Now onto our interview
Sarah Richardson: (Interview 1) Hey, we are live from San Diego and I'm so excited to do an executive [00:01:00] interview with Jason Taylor from Panda Health, one of our partners, and coming off of a fantastic city tour dinner here in San Diego tonight. Jason, it's so good to see you.
Jason Taylor (2): It's great to see you too.
Sarah Richardson: Usually we're like running from city to city and wearing yellow hats.
And you have some buddy ears though tonight for the kids. I
Jason Taylor (2): do. They're, unfortunately, I didn't bring them for the shot. That would be pretty
Sarah Richardson: amazing.
Jason Taylor (2): We might do that later. We'll do second take. We'll put the bunny ears on.
Sarah Richardson: It is April Fool's Day.
Jason Taylor (2): We'll give it a shot.
Sarah Richardson: Anything is possible. Yours is pretty amazing.
We've done several city tour dinners together. It's been a minute since we've had one, and I'm so glad you were here in San Diego. We had a full house tonight.
Jason Taylor (2): It was a really good crowd. I thought not only in terms of the number of people who showed up and how full the room was, but the quality of the attendees and the discussion and the thoughtfulness they brought to the topics.
Sarah Richardson: Because cities like San Diego are concentrated and we've made a concerted effort to come to cities where there are only a few health systems because you get a mix of the leaders from those [00:02:00] health systems and their breadth and depth and the expansive the populations they're serving. It is quite incredible to see how many people it takes to get some of these initiatives done.
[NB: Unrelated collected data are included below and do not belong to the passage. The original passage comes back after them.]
//! Router-level tests: form in, JSON out

use axum::body::{to_bytes, Body};
use axum::http::{Request, StatusCode};
use axum::Router;
use serde_json::Value;
use tower::ServiceExt;

use fyyur_server::{build_router, create_memory_pool};

async fn app() -> Router {
    build_router(create_memory_pool().await.unwrap())
}

async fn send(app: &Router, req: Request<Body>) -> (StatusCode, Value) {
    let response = app.clone().oneshot(req).await.unwrap();
    let status = response.status();
    let bytes = to_bytes(response.into_body(), usize::MAX).await.unwrap();
    let body = if bytes.is_empty() {
        Value::Null
    } else {
        serde_json::from_slice(&bytes).unwrap()
    };
    (status, body)
}

fn get(uri: &str) -> Request<Body> {
    Request::builder().uri(uri).body(Body::empty()).unwrap()
}

fn delete(uri: &str) -> Request<Body> {
    Request::builder()
        .method("DELETE")
        .uri(uri)
        .body(Body::empty())
        .unwrap()
}

fn post_form(uri: &str, body: &str) -> Request<Body> {
    Request::builder()
        .method("POST")
        .uri(uri)
        .header("content-type", "application/x-www-form-urlencoded")
        .body(Body::from(body.to_owned()))
        .unwrap()
}

const HOP_FORM: &str = "name=The+Musical+Hop&city=San+Francisco&state=CA\
    &address=1015+Folsom+Street&phone=123-123-1234\
    &website=https%3A%2F%2Fwww.themusicalhop.com&seeking_talent=y\
    &genres=Jazz&genres=Reggae&genres=Folk";

const GUNS_FORM: &str = "name=Guns+N+Petals&city=San+Francisco&state=CA&genres=Rock+n+Roll";

async fn create(app: &Router, uri: &str, form: &str) -> i64 {
    let (status, body) = send(app, post_form(uri, form)).await;
    assert_eq!(status, StatusCode::CREATED, "{body}");
    body["id"].as_i64().unwrap()
}

#[tokio::test]
async fn health_and_index() {
    let app = app().await;

    let (status, body) = send(&app, get("/health")).await;
    assert_eq!(status, StatusCode::OK);
    assert_eq!(body["database"], "ok");

    let (status, body) = send(&app, get("/")).await;
    assert_eq!(status, StatusCode::OK);
    assert_eq!(body["service"], "fyyur");
}

#[tokio::test]
async fn genre_choices_are_seeded() {
    let app = app().await;
    let (status, body) = send(&app, get("/genres")).await;
    assert_eq!(status, StatusCode::OK);
    let names: Vec<&str> = body
        .as_array()
        .unwrap()
        .iter()
        .map(|g| g["name"].as_str().unwrap())
        .collect();
    assert!(names.contains(&"Jazz"));
    assert!(names.contains(&"Rock n Roll"));
}

#[tokio::test]
async fn create_then_view_venue() {
    let app = app().await;

    let (status, body) = send(&app, post_form("/venues/create", HOP_FORM)).await;
    assert_eq!(status, StatusCode::CREATED);
    assert_eq!(body["message"], "Venue 'The Musical Hop' was successfully listed!");
    let id = body["id"].as_i64().unwrap();

    let (status, body) = send(&app, get(&format!("/venues/{id}"))).await;
    assert_eq!(status, StatusCode::OK);
    assert_eq!(body["name"], "The Musical Hop");
    assert_eq!(body["seeking_talent"], true);
    assert_eq!(body["genres"], serde_json::json!(["Folk", "Jazz", "Reggae"]));
    assert_eq!(body["upcoming_shows_count"], 0);

    let (status, body) = send(&app, get("/venues")).await;
    assert_eq!(status, StatusCode::OK);
    assert_eq!(body[0]["city"], "San Francisco");
    assert_eq!(body[0]["venues"][0]["num_upcoming_shows"], 0);
}

#[tokio::test]
async fn invalid_venue_names_field_and_record() {
    let app = app().await;

    let (status, body) = send(
        &app,
        post_form("/venues/create", "name=The+Dueling+Pianos+Bar&state=NY&address=335+Delancey"),
    )
    .await;
    assert_eq!(status, StatusCode::BAD_REQUEST);
    assert_eq!(body["field"], "city");
    assert_eq!(
        body["message"],
        "An error occurred. Venue 'The Dueling Pianos Bar' could not be listed."
    );

    let (status, body) = send(
        &app,
        post_form(
            "/venues/create",
            "name=X&city=New+York&state=NY&address=335+Delancey&genres=Polka",
        ),
    )
    .await;
    assert_eq!(status, StatusCode::BAD_REQUEST);
    assert_eq!(body["field"], "genres");

    let (_, venues) = send(&app, get("/venues")).await;
    assert_eq!(venues, serde_json::json!([]));
}

#[tokio::test]
async fn bad_and_missing_ids() {
    let app = app().await;

    let (status, _) = send(&app, get("/venues/abc")).await;
    assert_eq!(status, StatusCode::BAD_REQUEST);

    let (status, body) = send(&app, get("/venues/999")).await;
    assert_eq!(status, StatusCode::NOT_FOUND);
    assert_eq!(body["error"], "not_found");

    let (status, _) = send(&app, get("/artists/999/edit")).await;
    assert_eq!(status, StatusCode::NOT_FOUND);
}

#[tokio::test]
async fn edit_venue_replaces_values() {
    let app = app().await;
    let id = create(&app, "/venues/create", HOP_FORM).await;

    let (status, body) = send(&app, get(&format!("/venues/{id}/edit"))).await;
    assert_eq!(status, StatusCode::OK);
    assert_eq!(body["venue"]["name"], "The Musical Hop");
    assert!(body["genre_choices"].as_array().unwrap().len() > 3);

    let (status, body) = send(
        &app,
        post_form(
            &format!("/venues/{id}/edit"),
            "name=The+Musical+Hop&city=Oakland&state=CA&address=1+Broadway&genres=Jazz",
        ),
    )
    .await;
    assert_eq!(status, StatusCode::OK);
    assert_eq!(body["message"], "Venue 'The Musical Hop' was successfully updated!");

    let (_, body) = send(&app, get(&format!("/venues/{id}"))).await;
    assert_eq!(body["city"], "Oakland");
    assert_eq!(body["seeking_talent"], false);
    assert_eq!(body["genres"], serde_json::json!(["Jazz"]));
}

#[tokio::test]
async fn shows_link_artists_and_venues() {
    let app = app().await;
    let venue_id = create(&app, "/venues/create", HOP_FORM).await;
    let artist_id = create(&app, "/artists/create", GUNS_FORM).await;

    let (status, body) = send(&app, get("/shows/create")).await;
    assert_eq!(status, StatusCode::OK);
    assert_eq!(body["artists"][0]["name"], "Guns N Petals");
    assert_eq!(body["venues"][0]["name"], "The Musical Hop");

    let form = format!("artist_id={artist_id}&venue_id={venue_id}&start_time=2099-05-21T21%3A30%3A00Z");
    let (status, body) = send(&app, post_form("/shows/create", &form)).await;
    assert_eq!(status, StatusCode::CREATED);
    assert_eq!(body["message"], "Show was successfully listed!");

    let (status, body) = send(&app, get("/shows")).await;
    assert_eq!(status, StatusCode::OK);
    assert_eq!(body["total"], 1);
    assert_eq!(body["items"][0]["artist_name"], "Guns N Petals");
    assert_eq!(body["items"][0]["venue_name"], "The Musical Hop");

    let (_, body) = send(&app, get(&format!("/artists/{artist_id}"))).await;
    assert_eq!(body["upcoming_shows_count"], 1);
    assert_eq!(body["upcoming_shows"][0]["venue_id"], venue_id);

    let (status, body) = send(&app, delete(&format!("/venues/{venue_id}"))).await;
    assert_eq!(status, StatusCode::CONFLICT);
    assert_eq!(
        body["message"],
        "An error occurred. Venue 'The Musical Hop' could not be deleted."
    );
}

#[tokio::test]
async fn show_with_unknown_artist_is_rejected() {
    let app = app().await;
    let venue_id = create(&app, "/venues/create", HOP_FORM).await;

    let form = format!("artist_id=404&venue_id={venue_id}&start_time=2099-05-21+21%3A30");
    let (status, body) = send(&app, post_form("/shows/create", &form)).await;
    assert_eq!(status, StatusCode::BAD_REQUEST);
    assert_eq!(body["field"], "artist_id");

    let (status, body) = send(
        &app,
        post_form("/shows/create", "artist_id=1&venue_id=1&start_time=tomorrow"),
    )
    .await;
    assert_eq!(status, StatusCode::BAD_REQUEST);
    assert_eq!(body["field"], "start_time");

    let (_, body) = send(&app, get("/shows")).await;
    assert_eq!(body["total"], 0);
}

#[tokio::test]
async fn artist_search_list_and_delete() {
    let app = app().await;
    create(&app, "/artists/create", GUNS_FORM).await;
    create(&app, "/artists/create", "name=Matt+Quevedo&city=New+York&state=NY").await;
    let band = create(
        &app,
        "/artists/create",
        "name=The+Wild+Sax+Band&city=San+Francisco&state=CA&seeking_venue=y",
    )
    .await;

    let (status, body) = send(&app, post_form("/artists/search", "search_term=band")).await;
    assert_eq!(status, StatusCode::OK);
    assert_eq!(body["count"], 1);
    assert_eq!(body["data"][0]["name"], "The Wild Sax Band");

    let (status, body) = send(&app, get("/artists?page=2&per_page=2")).await;
    assert_eq!(status, StatusCode::OK);
    assert_eq!(body["total"], 3);
    assert_eq!(body["items"].as_array().unwrap().len(), 1);
    assert_eq!(body["total_pages"], 2);
    assert_eq!(body["has_next"], false);
    assert_eq!(body["has_prev"], true);

    let (status, body) = send(&app, delete(&format!("/artists/{band}"))).await;
    assert_eq!(status, StatusCode::OK);
    assert_eq!(body["message"], "Artist 'The Wild Sax Band' was successfully deleted.");

    let (status, _) = send(&app, get(&format!("/artists/{band}"))).await;
    assert_eq!(status, StatusCode::NOT_FOUND);
}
So when you have three or four people from Scripts, or Sharp as an example. You start to see what this city has to deal with in its three and a half million person population. What were some of the highlights of the conversation that really stood out to you and ways that Panda could influence some of those decisions that they need to make?
Jason Taylor (2): I think that's a great question. There was a theme that surfaced and we heard it from Scripps and Sharp and the others in the room, that there's a lot of uncertainty right now around. The policy climate and what's coming from Washington, how that's going to impact healthcare in 2025.
So there are constraints coming on reimbursement and revenue. We are looking at potential cuts to Medicaid that could be five to 7%, cash impact to all systems across the board. We're looking at a consumer confidence problem based on the economy. So electives are starting to trend down and we've seen that happen.
Every other time we've [00:03:00] had kind of an economic downturn. Elective procedures are one of the things to suffer. So the two main revenue sources, Medicaid pays really quickly. Electives are highly profitable. That creates a lot of revenue uncertainty. At the same time, we've got cost uncertainty between inflation and tariffs.
We've got PPE costs that are going up double digits. We've got construction costs going up. What that's turning into and what we heard tonight, I think kinda uniformly is. There's a lot of wait and see happening right now. There's a lot of uncertainty around what's going to happen in 2025. Where can I make my investments?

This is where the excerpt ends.